### Stored items:
=== Begin Enclosure ===
use std::{process::Command, time::Duration};

use log::{debug, info};
use tokio::runtime;

use super::{
    CUDA_VISIBLE_DEVICES, DistributedParams, EnvSource, LaunchErr, ProcessGroup, Result,
    rendezvous,
};

/// Access to the accelerators of this host and to the collective backend.
pub trait DeviceBackend {
    /// Number of devices this process may use.
    fn device_count(&self) -> usize;

    /// The label a child process should see for device `index`.
    fn device_label(&self, index: usize) -> String {
        index.to_string()
    }

    /// Binds the current process to device `local_rank`.
    fn set_device(&mut self, local_rank: usize) -> Result<()>;

    /// Initializes the process group this process belongs to.
    fn init_process_group(&mut self, params: &DistributedParams) -> Result<()>;
}

/// Devices discovered on the local host.
///
/// `init_process_group` performs the TCP rendezvous and keeps its result.
#[derive(Debug)]
pub struct HostDevices {
    labels: Vec<String>,
    rendezvous_timeout: Duration,
    current: Option<usize>,
    group: Option<ProcessGroup>,
}

impl HostDevices {
    /// Creates a backend over an explicit list of device labels.
    pub fn new(labels: Vec<String>, rendezvous_timeout: Duration) -> Self {
        Self {
            labels,
            rendezvous_timeout,
            current: None,
            group: None,
        }
    }

    /// Discovers the devices visible to this process.
    ///
    /// `CUDA_VISIBLE_DEVICES` wins when set, otherwise `nvidia-smi -L` is asked.
    /// No driver means no devices.
    pub fn discover<E: EnvSource>(env: &E, rendezvous_timeout: Duration) -> Self {
        let labels = match env.var(CUDA_VISIBLE_DEVICES) {
            Some(visible) => parse_visible_devices(&visible),
            None => query_nvidia_smi(),
        };

        info!("discovered {} device(s): {labels:?}", labels.len());
        Self::new(labels, rendezvous_timeout)
    }

    /// Returns the device this process is bound to.
    pub fn current_device(&self) -> Option<usize> {
        self.current
    }

    /// Returns the process group once initialized.
    pub fn process_group(&self) -> Option<ProcessGroup> {
        self.group
    }
}

impl DeviceBackend for HostDevices {
    fn device_count(&self) -> usize {
        self.labels.len()
    }

    fn device_label(&self, index: usize) -> String {
        self.labels
            .get(index)
            .cloned()
            .unwrap_or_else(|| index.to_string())
    }

    fn set_device(&mut self, local_rank: usize) -> Result<()> {
        if local_rank >= self.labels.len() {
            return Err(LaunchErr::Device {
                local_rank,
                msg: format!("only {} device(s) are visible", self.labels.len()),
            });
        }

        debug!(local_rank = local_rank; "binding to device {}", self.labels[local_rank]);
        self.current = Some(local_rank);
        Ok(())
    }

    fn init_process_group(&mut self, params: &DistributedParams) -> Result<()> {
        let runtime = runtime::Builder::new_current_thread()
            .enable_all()
            .build()?;
        let group = runtime.block_on(rendezvous::rendezvous(params, self.rendezvous_timeout))?;

        info!(rank = group.rank, world_size = group.world_size; "process group ready");
        self.group = Some(group);
        Ok(())
    }
}

fn parse_visible_devices(visible: &str) -> Vec<String> {
    visible
        .split(',')
        .map(str::trim)
        .filter(|label| !label.is_empty())
        .map(str::to_string)
        .collect()
}

fn query_nvidia_smi() -> Vec<String> {
    let Ok(output) = Command::new("nvidia-smi").arg("-L").output() else {
        return Vec::new();
    };
    if !output.status.success() {
        return Vec::new();
    }

    let count = String::from_utf8_lossy(&output.stdout)
        .lines()
        .filter(|line| line.starts_with("GPU "))
        .count();

    (0..count).map(|i| i.to_string()).collect()
}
=== End Enclosure ===
Each line above is to be reproduced exactly. Leave none out.

use std::{process::Command, time::Duration};

use log::{debug, info};
use tokio::runtime;

use super::{
    CUDA_VISIBLE_DEVICES, DistributedParams, EnvSource, LaunchErr, ProcessGroup, Result,
    rendezvous,
};

/// Access to the accelerators of this host and to the collective backend.
pub trait DeviceBackend {
    /// Number of devices this process may use.
    fn device_count(&self) -> usize;

    /// The label a child process should see for device `index`.
    fn device_label(&self, index: usize) -> String {
        index.to_string()
    }

    /// Binds the current process to device `local_rank`.
    fn set_device(&mut self, local_rank: usize) -> Result<()>;

    /// Initializes the process group this process belongs to.
    fn init_process_group(&mut self, params: &DistributedParams) -> Result<()>;
}

/// Devices discovered on the local host.
///
/// `init_process_group` performs the TCP rendezvous and keeps its result.
#[derive(Debug)]
pub struct HostDevices {
    labels: Vec<String>,
    rendezvous_timeout: Duration,
    current: Option<usize>,
    group: Option<ProcessGroup>,
}

impl HostDevices {
    /// Creates a backend over an explicit list of device labels.
    pub fn new(labels: Vec<String>, rendezvous_timeout: Duration) -> Self {
        Self {
            labels,
            rendezvous_timeout,
            current: None,
            group: None,
        }
    }

    /// Discovers the devices visible to this process.
    ///
    /// `CUDA_VISIBLE_DEVICES` wins when set, otherwise `nvidia-smi -L` is asked.
    /// No driver means no devices.
    pub fn discover<E: EnvSource>(env: &E, rendezvous_timeout: Duration) -> Self {
        let labels = match env.var(CUDA_VISIBLE_DEVICES) {
            Some(visible) => parse_visible_devices(&visible),
            None => query_nvidia_smi(),
        };

        info!("discovered {} device(s): {labels:?}", labels.len());
        Self::new(labels, rendezvous_timeout)
    }

    /// Returns the device this process is bound to.
    pub fn current_device(&self) -> Option<usize> {
        self.current
    }

    /// Returns the process group once initialized.
    pub fn process_group(&self) -> Option<ProcessGroup> {
        self.group
    }
}

impl DeviceBackend for HostDevices {
    fn device_count(&self) -> usize {
        self.labels.len()
    }

    fn device_label(&self, index: usize) -> String {
        self.labels
            .get(index)
            .cloned()
            .unwrap_or_else(|| index.to_string())
    }

    fn set_device(&mut self, local_rank: usize) -> Result<()> {
        if local_rank >= self.labels.len() {
            return Err(LaunchErr::Device {
                local_rank,
                msg: format!("only {} device(s) are visible", self.labels.len()),
            });
        }

        debug!(local_rank = local_rank; "binding to device {}", self.labels[local_rank]);
        self.current = Some(local_rank);
        Ok(())
    }

    fn init_process_group(&mut self, params: &DistributedParams) -> Result<()> {
        let runtime = runtime::Builder::new_current_thread()
            .enable_all()
            .build()?;
        let group = runtime.block_on(rendezvous::rendezvous(params, self.rendezvous_timeout))?;

        info!(rank = group.rank, world_size = group.world_size; "process group ready");
        self.group = Some(group);
        Ok(())
    }
}

fn parse_visible_devices(visible: &str) -> Vec<String> {
    visible
        .split(',')
        .map(str::trim)
        .filter(|label| !label.is_empty())
        .map(str::to_string)
        .collect()
}

fn query_nvidia_smi() -> Vec<String> {
    let Ok(output) = Command::new("nvidia-smi").arg("-L").output() else {
        return Vec::new();
    };
    if !output.status.success() {
        return Vec::new();
    }

    let count = String::from_utf8_lossy(&output.stdout)
        .lines()
        .filter(|line| line.starts_with("GPU "))
        .count();

    (0..count).map(|i| i.to_string()).collect()
}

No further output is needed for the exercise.